L'humour chagrine qui craint d'être un jour sa victime, car que deviendrait, après cette grande roulade dans la farine, ce qu'il appelle son autorité, son ascendant, son prestige... alors que son adolescent de fils lui lance quotidiennement des énormités à la figure sans qu'il n'ait le droit, sur ordre catégorique de son coach, de seulement tiquer ? Non, croyez-moi, prenez cela avec humour et surtout recherchez l'amour, car sinon comment y survivre ?

L'humour est modeste : il sait qu'il n'est que d'un instant, d'un rire, quelquefois à peine d'un sourire, mais il n'en demande pas plus. Tout juste le temps de nous aider à reprendre souffle avant que nous nous replongions dans les remous de la vie, le fond des problèmes, les casse-têtes de toutes nationalités et l'inextricable emmêlement des fils du destin, bref le pétrin bien au-dessus du cou. Il ne se tient ni sur une chaire, ni sur un lutrin, ni même derrière un bureau, mais surgit dans l'accablement du moment pour une petite pirouette – quitte à se faire traiter de pauvre polichinelle. On n'a même pas à l'applaudir. Il n'attend pas derrière les coulisses pour un rappel, une ovation et un bouquet de fleurs préparé d'avance avec les sourires de circonstance et le photographe appointé, ce prêtre de l'immortalité d'un jour. Il est déjà ailleurs.

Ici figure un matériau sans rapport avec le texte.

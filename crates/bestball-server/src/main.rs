// Best-ball draft server entry point.
//
// Startup sequence:
// 1. Initialize tracing (log to file)
// 2. Load config
// 3. Open the draft store
// 4. Load the player pool from rankings
// 5. Build the draft engine
// 6. Seed configured rooms, resume timers for unfinished rooms
// 7. Spawn WebSocket server task
// 8. Wait for Ctrl+C
// 9. Cleanup on exit

use std::path::Path;
use std::sync::Arc;

use bestball_draft::clock::MonotonicClock;
use bestball_draft::engine::DraftEngine;
use bestball_draft::pool::{PlayerPool, StaticPlayerPool};
use bestball_draft::store::{DraftStore, MemoryStore, SqliteStore};
use bestball_server::config;
use bestball_server::identity::TokenIdentity;
use bestball_server::session::SessionSettings;
use bestball_server::supervisor::RoomSupervisor;
use bestball_server::ws_server;

use anyhow::Context;
use tracing::{error, info};

#[tokio::main]
async fn main() -> anyhow::Result<()> {
    // 1. Initialize tracing
    init_tracing()?;
    info!("Best-ball draft server starting up");

    // 2. Load config
    let config = config::load_config().context("failed to load configuration")?;
    info!(
        "Config loaded: port {}, {} configured rooms, {} identity tokens",
        config.ws_port,
        config.rooms.len(),
        config.tokens.len()
    );

    // 3. Open the draft store
    let store = open_store(&config.db_path)?;

    // 4. Load the player pool
    let pool = StaticPlayerPool::load_csv(&config.rankings_path).with_context(|| {
        format!("failed to load rankings from {}", config.rankings_path.display())
    })?;
    info!("Loaded {} players from {}", pool.len(), config.rankings_path.display());

    // 5. Build the draft engine
    let engine = Arc::new(DraftEngine::new(
        store,
        Arc::new(pool),
        Arc::new(MonotonicClock::new()),
        config.rules.clone(),
        config.engine_settings(),
    ));

    // 6. Seed rooms and resume timers (crash recovery: the store is the
    //    source of truth, nothing is replayed)
    let supervisor = RoomSupervisor::new(engine.clone());
    let seeded = supervisor.seed_rooms(&config.rooms).await?;
    let started = supervisor.start_watchers().await?;
    info!("Seeded {} rooms, started {} room timers", seeded, started);

    // 7. Spawn WebSocket server task
    let ctx = ws_server::ServerContext {
        engine: engine.clone(),
        identity: Arc::new(TokenIdentity::new(config.tokens.clone())),
        settings: SessionSettings {
            ping_interval_secs: config.draft.ping_interval_secs,
            warning_threshold_secs: config.draft.warning_threshold_secs,
        },
    };
    let listener = ws_server::bind(config.ws_port)
        .await
        .with_context(|| format!("failed to bind WebSocket server on port {}", config.ws_port))?;
    let ws_handle = tokio::spawn(async move {
        if let Err(e) = ws_server::run(listener, ctx).await {
            error!("WebSocket server error: {}", e);
        }
    });

    info!("Server ready on 127.0.0.1:{}", config.ws_port);

    // 8. Wait for Ctrl+C
    tokio::signal::ctrl_c()
        .await
        .context("failed to listen for shutdown signal")?;
    info!("Shutdown requested");

    // 9. Cleanup
    ws_handle.abort();
    supervisor.shutdown();

    info!("Best-ball draft server shut down cleanly");
    Ok(())
}

fn open_store(db_path: &str) -> anyhow::Result<Arc<dyn DraftStore>> {
    if db_path == ":memory:" {
        info!("Using in-memory draft store");
        return Ok(Arc::new(MemoryStore::new()));
    }
    if let Some(parent) = Path::new(db_path).parent() {
        if !parent.as_os_str().is_empty() {
            std::fs::create_dir_all(parent)
                .with_context(|| format!("failed to create {}", parent.display()))?;
        }
    }
    let store = SqliteStore::open(db_path).context("failed to open database")?;
    info!("Database opened at {}", db_path);
    Ok(Arc::new(store))
}

/// Initialize tracing to log to a file under `logs/`.
fn init_tracing() -> anyhow::Result<()> {
    use tracing_subscriber::fmt;
    use tracing_subscriber::EnvFilter;

    let log_dir = std::env::current_dir()?.join("logs");
    std::fs::create_dir_all(&log_dir)?;

    let log_file = std::fs::File::create(log_dir.join("bestball.log"))?;

    let subscriber = fmt::Subscriber::builder()
        .with_env_filter(
            EnvFilter::try_from_default_env()
                .unwrap_or_else(|_| EnvFilter::new("bestball_server=info,bestball_draft=info,warn")),
        )
        .with_writer(log_file)
        .with_ansi(false)
        .with_target(true)
        .with_thread_ids(true)
        .with_line_number(true)
        .finish();

    tracing::subscriber::set_global_default(subscriber)
        .context("failed to set tracing subscriber")?;

    Ok(())
}
#[async_trait]
impl DraftStore for SqliteStore {
    async fn create_room(&self, room: DraftRoom) -> Result<RoomSnapshot, StoreError> {
        let conn = self.conn();
        let document = encode_room(&room)?;
        match conn.execute(
            "INSERT INTO rooms (room_id, document, version) VALUES (?1, ?2, 1)",
            params![room.room_id, document],
        ) {
            Ok(_) => {}
            Err(e) if is_constraint_violation(&e) => {
                return Err(StoreError::AlreadyExists(room.room_id));
            }
            Err(e) => return Err(backend("failed to insert room")(e)),
        }
        read_snapshot(&conn, &room.room_id)
    }

    async fn load_room(&self, room_id: &str) -> Result<RoomSnapshot, StoreError> {
        let conn = self.conn();
        read_snapshot(&conn, room_id)
    }

    async fn commit_room(&self, write: RoomWrite) -> Result<RoomSnapshot, StoreError> {
        let mut conn = self.conn();
        let room_id = write.room.room_id.clone();
        let document = encode_room(&write.room)?;

        let tx = conn
            .transaction()
            .map_err(backend("failed to begin transaction"))?;

        let updated = tx
            .execute(
                "UPDATE rooms SET document = ?1, version = version + 1
                 WHERE room_id = ?2 AND version = ?3",
                params![document, room_id, write.expected_version as i64],
            )
            .map_err(backend("failed to update room"))?;

        if updated == 0 {
            let exists: bool = tx
                .query_row(
                    "SELECT EXISTS(SELECT 1 FROM rooms WHERE room_id = ?1)",
                    params![room_id],
                    |row| row.get(0),
                )
                .map_err(backend("failed to check room"))?;
            return Err(if exists {
                StoreError::Conflict
            } else {
                StoreError::RoomNotFound(room_id)
            });
        }

        if let Some(pick) = &write.pick {
            let stored: u32 = tx
                .query_row(
                    "SELECT COUNT(*) FROM picks WHERE room_id = ?1",
                    params![room_id],
                    |row| row.get(0),
                )
                .map_err(backend("failed to count picks"))?;
            if pick.pick_index != stored {
                return Err(StoreError::Conflict);
            }

            let inserted = tx.execute(
                "INSERT INTO picks
                    (room_id, pick_index, round, participant_id, player_id, position, committed_at, origin)
                 VALUES (?1, ?2, ?3, ?4, ?5, ?6, ?7, ?8)",
                params![
                    room_id,
                    pick.pick_index,
                    pick.round,
                    pick.participant_id,
                    pick.player_id,
                    pick.position.display_str(),
                    pick.committed_at.to_rfc3339(),
                    pick.origin.as_str(),
                ],
            );
            match inserted {
                Ok(_) => {}
                Err(e) if is_constraint_violation(&e) => return Err(StoreError::Conflict),
                Err(e) => return Err(backend("failed to insert pick")(e)),
            }
        }

        tx.commit().map_err(backend("failed to commit transaction"))?;

        // Publish under the connection lock so subscribers see versions in order.
        let snapshot = read_snapshot(&conn, &room_id)?;
        self.notifier.publish(&snapshot);
        Ok(snapshot)
    }

    async fn list_rooms(&self) -> Result<Vec<String>, StoreError> {
        let conn = self.conn();
        let mut stmt = conn
            .prepare("SELECT room_id FROM rooms ORDER BY room_id")
            .map_err(backend("failed to prepare list_rooms query"))?;
        let ids = stmt
            .query_map([], |row| row.get(0))
            .map_err(backend("failed to list rooms"))?
            .collect::<Result<Vec<String>, _>>()
            .map_err(backend("failed to read room row"))?;
        Ok(ids)
    }

    async fn load_queue(
        &self,
        room_id: &str,
        participant_id: &str,
    ) -> Result<QueueEntry, StoreError> {
        let conn = self.conn();
        let raw: Option<String> = conn
            .query_row(
                "SELECT player_ids FROM queues WHERE room_id = ?1 AND participant_id = ?2",
                params![room_id, participant_id],
                |row| row.get(0),
            )
            .optional()
            .map_err(backend("failed to load queue"))?;

        let player_ids = match raw {
            Some(json) => serde_json::from_str(&json)
                .map_err(|e| StoreError::Backend(format!("corrupt queue: {e}")))?,
            None => Vec::new(),
        };
        Ok(QueueEntry {
            participant_id: participant_id.to_string(),
            player_ids,
        })
    }

    async fn save_queue(&self, room_id: &str, entry: &QueueEntry) -> Result<(), StoreError> {
        let conn = self.conn();
        let json = serde_json::to_string(&entry.player_ids)
            .map_err(|e| StoreError::Backend(format!("failed to serialize queue: {e}")))?;
        conn.execute(
            "INSERT OR REPLACE INTO queues (room_id, participant_id, player_ids)
             VALUES (?1, ?2, ?3)",
            params![room_id, entry.participant_id, json],
        )
        .map_err(backend("failed to save queue"))?;
        Ok(())
    }

    async fn subscribe(&self, room_id: &str) -> Result<RoomSubscription, StoreError> {
        let conn = self.conn();
        let current = read_snapshot(&conn, room_id)?;
        Ok(self.notifier.subscribe(current))
    }
}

L'humour est amical. Il vous vient quand tout vous quitte... même vous-même. Il vous rappelle à vous-même en vous rappelant que toutes les ressources ne sont pas perdues. Que vous avez encore des ressources pour rire de votre manque de ressources. Il est donc ingénieux. Du génie sans prétention, celui des trois petits bouts de ficelle de l'enfant qui joue. Car l'humour est enfant, même si l'enfant n'a pas d'humour, c'est-à-dire d'humour conscient tant sont nombreuses, pour lui, les choses surprenantes et « pouffantes » : la grosseur d'un nez, d'une citrouille, d'un mot et, soudain, quand il lui prend envie de le répéter, des yeux de sa maîtresse.

L'humour est vagabond. Il arrive et il repart. Tout aussi facilement, tout aussi souverainement. Même quand il semble être là pour régner, dans les pages des plus grands (lisez-les, non par pitié, mais pour votre réel bonheur !), il fait une éclipse si brutale que les mots tombent lamentablement à plat et vous êtes dépité comme devant un soufflé qui a raté. Est-ce parce que, étymologiquement, humour est fils d'humeur ? Est-ce parce qu'il serait un peu casse-cou et réussit rarement le « coup sur coup » ? N'est-ce pas plutôt parce qu'il ne connaît pas d'affiliation aveugle mais se hâte au secours du plus malheureux une fois qu'il vous a donné la goutte qui vous a fait revivre ?

L'humour est bondissant. On croit le saisir et il a déjà échappé à votre propre esprit, à son petit confort (le « bon, on a compris ! »). Il est là plein de dérision et le voilà là-bas plein d'approbation, presque de bénédiction, mais jamais de vénération. Et ainsi lui arrive-t-il aussi bien de piquer la baudruche que de s'extasier devant un petit Pierrot gourmand de sucettes et de grande métaphysique lunaire. On lui demande, désorienté : vous vous moquez ou instruisez ou, pire, cherchez à réformer ? Et lui rit sous cape de ces intelligences épaisses qui ne savent pas que l'humour a non pas double, mais triple et quelquefois quadruple fond... qu'il accroche l'attention par le clinquant de ses jeux de mots faciles, mais réserve son or le plus fin à celui dont la faim aiguise le regard.